As part of the project, teachers from the four Wolverhampton schools will visit Africa during the May half-term to share their experiences and insights about how they can improve global learning in schools. Next year, teachers from Zambia will travel to Wolverhampton on a reciprocal visit.
Connecting Classrooms is run in more than 30 countries by the British Council in partnership with the Department for International Development. It works with schools across the globe to help young people develop the knowledge, skills and attitudes they need to make a positive contribution to their world.

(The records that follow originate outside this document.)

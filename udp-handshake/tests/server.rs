//! Integration tests for server-side sequencing, driven by raw sockets.
//!
//! These bypass [`udp_handshake::Client`] so they can send duplicated,
//! reordered and corrupted datagrams on purpose.

use std::net::{IpAddr, Ipv4Addr, SocketAddr};
use std::sync::Arc;
use std::time::Duration;

use rand::Rng;
use udp_handshake::{
    dispatcher::{Dispatcher, RESEND_PAYLOAD},
    flags,
    socket::Socket,
    Packet, Server, ServerConfig,
};

// ---------------------------------------------------------------------------
// Helpers
// ---------------------------------------------------------------------------

async fn start_server() -> (SocketAddr, Arc<Dispatcher>) {
    let config = ServerConfig {
        bind_addr: IpAddr::V4(Ipv4Addr::LOCALHOST),
        port: 0,
        ..ServerConfig::default()
    };
    let server = Server::bind(&config).await.expect("bind server");
    let addr = server.local_addr();
    let dispatcher = server.dispatcher();
    tokio::spawn(server.run());
    (addr, dispatcher)
}

async fn raw_peer() -> Socket {
    Socket::bind("127.0.0.1:0".parse().unwrap())
        .await
        .expect("bind peer socket")
}

async fn send(peer: &Socket, server: SocketAddr, seq: u32, flag_bits: u16, payload: &[u8]) {
    let mut packet = Packet::new(seq, 0, flag_bits, payload);
    peer.send_to(&mut packet, server).await.expect("send");
}

async fn reply(peer: &Socket) -> Packet {
    let (packet, _) = tokio::time::timeout(Duration::from_secs(2), peer.recv_from())
        .await
        .expect("no reply within 2s")
        .expect("recv failed");
    assert!(packet.verify_checksum(), "server reply has a bad checksum");
    packet
}

// ---------------------------------------------------------------------------
// Tests
// ---------------------------------------------------------------------------

/// Two SYNs from one peer sent back to back produce one session and two
/// identical acknowledgements.
#[tokio::test]
async fn simultaneous_syns_create_one_session() {
    let (addr, dispatcher) = start_server().await;
    let peer = raw_peer().await;

    send(&peer, addr, 50, flags::SYN, b"Handshake").await;
    send(&peer, addr, 50, flags::SYN, b"Handshake").await;
    let a = reply(&peer).await;
    let b = reply(&peer).await;

    assert_eq!(a.header.ack, 51);
    assert_eq!(b.header.ack, 51);
    assert!(a.has_flags(flags::SYN | flags::ACK));
    assert!(b.has_flags(flags::SYN | flags::ACK));
    assert_eq!(dispatcher.sessions().len(), 1);
    assert_eq!(dispatcher.sessions().get(&peer.local_addr).unwrap().expected_seq, 51);
}

/// A packet ahead of the expected one is NACKed without moving the counter;
/// the expected packet is then accepted.
#[tokio::test]
async fn out_of_order_is_nacked_then_in_order_accepted() {
    let (addr, dispatcher) = start_server().await;
    let peer = raw_peer().await;

    send(&peer, addr, 1, flags::SYN, b"Handshake").await;
    reply(&peer).await;
    let n = dispatcher.sessions().get(&peer.local_addr).unwrap().expected_seq;

    send(&peer, addr, n + 5, 0, b"too early").await;
    let nack = reply(&peer).await;
    assert!(nack.has_flags(flags::NACK));
    assert_eq!(nack.header.ack, n + 5);
    assert_eq!(nack.payload, RESEND_PAYLOAD);
    assert_eq!(dispatcher.sessions().get(&peer.local_addr).unwrap().expected_seq, n);

    send(&peer, addr, n, 0, b"on time").await;
    let ack = reply(&peer).await;
    assert!(ack.has_flags(flags::SYN | flags::ACK));
    assert!(!ack.has_flags(flags::ERR));
    assert_eq!(ack.header.ack, n + 1);
    assert_eq!(dispatcher.sessions().get(&peer.local_addr).unwrap().expected_seq, n + 1);
}

/// A flipped payload bit is NACKed and creates no session.
#[tokio::test]
async fn corrupted_syn_is_nacked_without_session() {
    let (addr, dispatcher) = start_server().await;
    let peer = raw_peer().await;

    let mut syn = Packet::new(9, 0, flags::SYN, b"Handshake de conexao".to_vec());
    let mut bytes = syn.encode().unwrap();
    let last = bytes.len() - 1;
    bytes[last] ^= 0x01;
    peer.send_raw(&bytes, addr).await.unwrap();

    let nack = reply(&peer).await;
    assert!(nack.has_flags(flags::NACK));
    assert_eq!(nack.header.seq, 0);
    assert_eq!(nack.header.ack, 9);
    assert!(nack.payload.is_empty());
    assert!(dispatcher.sessions().is_empty());
}

/// Many peers handshaking at once each get their own, correct session.
#[tokio::test]
async fn many_peers_handshake_concurrently() {
    let (addr, dispatcher) = start_server().await;
    let mut rng = rand::rng();

    let mut handles = Vec::new();
    for _ in 0..16 {
        let seq: u32 = rng.random_range(0..u32::MAX);
        handles.push(tokio::spawn(async move {
            let peer = raw_peer().await;
            send(&peer, addr, seq, flags::SYN, b"Handshake").await;
            let ack = reply(&peer).await;
            (peer.local_addr, seq, ack.header.ack)
        }));
    }

    for handle in handles {
        let (local, seq, ack) = handle.await.unwrap();
        assert_eq!(ack, seq + 1);
        assert_eq!(dispatcher.sessions().get(&local).unwrap().expected_seq, seq + 1);
    }
    assert_eq!(dispatcher.sessions().len(), 16);
}

/// Packets that are neither valid handshakes nor from a known peer get no
/// reply at all.
#[tokio::test]
async fn unknown_peer_data_is_silently_dropped() {
    let (addr, dispatcher) = start_server().await;
    let peer = raw_peer().await;

    send(&peer, addr, 3, 0, b"data first").await;
    peer.send_raw(&[0u8; 4], addr).await.unwrap();

    let silence = tokio::time::timeout(Duration::from_millis(200), peer.recv_from()).await;
    assert!(silence.is_err(), "expected no reply");
    assert!(dispatcher.sessions().is_empty());

    let metrics = dispatcher.metrics().unwrap();
    assert_eq!(metrics.unknown_dropped, 1);
    assert_eq!(metrics.malformed, 1);
}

Sir Ciarán Devane, CEO of the British Council, said: "I am delighted that Warstones, Woodfield, Wodensfield and St Michael’s C of E are taking on this excellent opportunity to develop their professional practice by collaborating with teachers from Zambia. Their commitment to equip young people with skills and understanding for life and work in an increasingly global economy is to be commended."
Louise Mututa, School Improvement Advisor from the City of Wolverhampton Council, and Fiona Feeney, Headteacher at Warstones Primary School, are organising May’s visit. Mrs Feeney said: "We hope that by taking part in the Connecting Classrooms through Global Learning project we will give our children the chance to learn from others and their experiences.
"We want children to discover and embrace wholeheartedly the importance of everyone having the same rights and expectations for a fair and just society, and through global learning, teachers will be able to focus on key issues such as climate change, gender equality and sustainable living.”
Councillor Dr Michael Hardacre, the City of Wolverhampton Council's Cabinet Member for Education and Skills, said: "It's wonderful that Warstones, Woodfield, Wodensfield and St Michaels C of E are taking part in this programme.
"All four schools have made a commitment to prepare their children and young people to make a positive contribution to their world, and Connecting Classrooms will enable teachers to help their pupils not only understand the big issues that shape our world, but also equip them with the knowledge, skills and attitudes they need to make a positive contribution."